--- DATA SECTION Enclosed Below ---

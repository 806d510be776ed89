//! End-to-end tests for the `schemapack` binary

use assert_cmd::Command;
use std::fs;
use std::path::Path;
use tempfile::TempDir;

const SCHEMA: &str = r#"{
    "name": "string",
    "level": {"flag": "optional", "element": "uint8"},
    "class": {"flag": "enum", "mage": 0, "rogue": 1}
}"#;

const VALUE: &str = r#"{"name": "ada", "level": 3, "class": "rogue"}"#;

fn schemapack() -> Command {
    Command::cargo_bin("schemapack").unwrap()
}

fn write(dir: &TempDir, name: &str, contents: &str) -> String {
    let path = dir.path().join(name);
    fs::write(&path, contents).unwrap();
    path.to_string_lossy().to_string()
}

fn stdout_of(cmd: &mut Command) -> String {
    let output = cmd.assert().success().get_output().stdout.clone();
    String::from_utf8(output).unwrap()
}

#[test]
fn test_check_valid_schema() {
    let dir = TempDir::new().unwrap();
    let schema = write(&dir, "schema.json", SCHEMA);
    let out = stdout_of(schemapack().args(["check", "-s", &schema]));
    assert!(out.contains("Schema is valid"));
}

#[test]
fn test_check_rejects_invalid_schema() {
    let dir = TempDir::new().unwrap();
    let schema = write(&dir, "bad.json", r#"{"a": {"flag": "bitmask", "x": 0, "y": 0}}"#);
    schemapack().args(["check", "-s", &schema]).assert().failure();

    let missing = dir.path().join("missing.json");
    schemapack()
        .args(["check", "-s", &missing.to_string_lossy()])
        .assert()
        .failure();
}

#[test]
fn test_inspect_shows_widths() {
    let dir = TempDir::new().unwrap();
    let schema = write(&dir, "schema.json", SCHEMA);
    let out = stdout_of(schemapack().args(["inspect", "-s", &schema]));
    assert!(out.starts_with("object\n"));
    assert!(out.contains("  name: string (2 + 2n bytes)"));
    assert!(out.contains("  level: optional (1 byte +) uint8 (1 byte)"));
    assert!(out.contains("depends on the value"));
}

#[test]
fn test_size() {
    let dir = TempDir::new().unwrap();
    let schema = write(&dir, "schema.json", SCHEMA);
    let value = write(&dir, "value.json", VALUE);
    let out = stdout_of(schemapack().args(["size", "-s", &schema, "-j", &value]));
    // name 2 + 6, level 2, class 1
    assert_eq!(out.trim(), "11");
}

#[test]
fn test_size_rejects_mistyped_leaf() {
    let dir = TempDir::new().unwrap();
    let schema = write(&dir, "schema.json", r#"{"a": {"flag": "array-uint8", "elements": "uint8"}}"#);
    let value = write(&dir, "value.json", r#"{"a": ["x"]}"#);
    schemapack()
        .args(["size", "-s", &schema, "-j", &value])
        .assert()
        .failure();
}

#[test]
fn test_inspect_nested_nodes() {
    let dir = TempDir::new().unwrap();
    let schema = write(
        &dir,
        "schema.json",
        r#"{"moves": {"flag": "array-uint16", "elements": {"flag": "type-lookup",
            "elements": {"run": {"speed": "float32"}, "stop": {}}}}}"#,
    );
    let out = stdout_of(schemapack().args(["inspect", "-s", &schema]));
    assert!(out.contains("  moves: array-uint16 (2 byte prefix) of type-lookup (1 byte index)\n"));
    assert!(out.contains("    [0] run\n"));
    assert!(out.contains("      speed: float32 (4 bytes)\n"));
    assert!(out.contains("    [1] stop\n"));
}

#[test]
fn test_encode_then_decode() {
    let dir = TempDir::new().unwrap();
    let schema = write(&dir, "schema.json", SCHEMA);
    let value = write(&dir, "value.json", VALUE);
    let output = dir.path().join("out.bin");
    let output_arg = output.to_string_lossy().to_string();

    schemapack()
        .args(["encode", "-s", &schema, "-j", &value, "-o", &output_arg])
        .assert()
        .success();
    assert_eq!(
        fs::read(Path::new(&output)).unwrap(),
        vec![0, 3, 0, b'a', 0, b'd', 0, b'a', 1, 3, 1]
    );

    let out = stdout_of(schemapack().args(["decode", "-s", &schema, "-i", &output_arg]));
    let json: serde_json::Value = serde_json::from_str(&out).unwrap();
    assert_eq!(
        json,
        serde_json::json!({"name": "ada", "level": 3, "class": "rogue"})
    );
}

#[test]
fn test_encode_rejects_mismatched_value() {
    let dir = TempDir::new().unwrap();
    let schema = write(&dir, "schema.json", SCHEMA);
    let value = write(&dir, "value.json", r#"{"name": "ada", "class": "bard"}"#);
    let output = dir.path().join("out.bin");

    schemapack()
        .args(["encode", "-s", &schema, "-j", &value, "-o", &output.to_string_lossy()])
        .assert()
        .failure();
    assert!(!output.exists());
}

#[test]
fn test_decode_rejects_trailing_bytes() {
    let dir = TempDir::new().unwrap();
    let schema = write(&dir, "schema.json", r#"{"a": "uint8"}"#);
    let input = dir.path().join("in.bin");
    fs::write(&input, [1u8, 2]).unwrap();

    schemapack()
        .args(["decode", "-s", &schema, "-i", &input.to_string_lossy()])
        .assert()
        .failure();
}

--- End of Enclosed DATA SECTION ---

#### [WORK TASK]
Your task is to copy every line of the entries that contains the string "class".

#### [RESPONSE FOR THIS EXERCISE]
    "class": {"flag": "enum", "mage": 0, "rogue": 1}
const VALUE: &str = r#"{"name": "ada", "level": 3, "class": "rogue"}"#;
    // name 2 + 6, level 2, class 1
        serde_json::json!({"name": "ada", "level": 3, "class": "rogue"})
    let value = write(&dir, "value.json", r#"{"name": "ada", "class": "bard"}"#);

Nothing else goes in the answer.